The answer must consist of the listing, reproduced exactly.

[[ RAW DATA open ]]

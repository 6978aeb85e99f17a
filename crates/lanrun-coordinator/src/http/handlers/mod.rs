//! HTTP request handlers.

mod health;
mod peers;

pub use health::{health_check, metrics_handler};
pub use peers::{list_peers, PeerResponse};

[[ RAW DATA closed ]]

→ RESULT
repository 6978aeb85e99f17a
filename crates/lanrun-coordinator/src/http/handlers/mod.rs
//! HTTP request handlers.

mod health;
mod peers;

pub use health::{health_check, metrics_handler};
pub use peers::{list_peers, PeerResponse};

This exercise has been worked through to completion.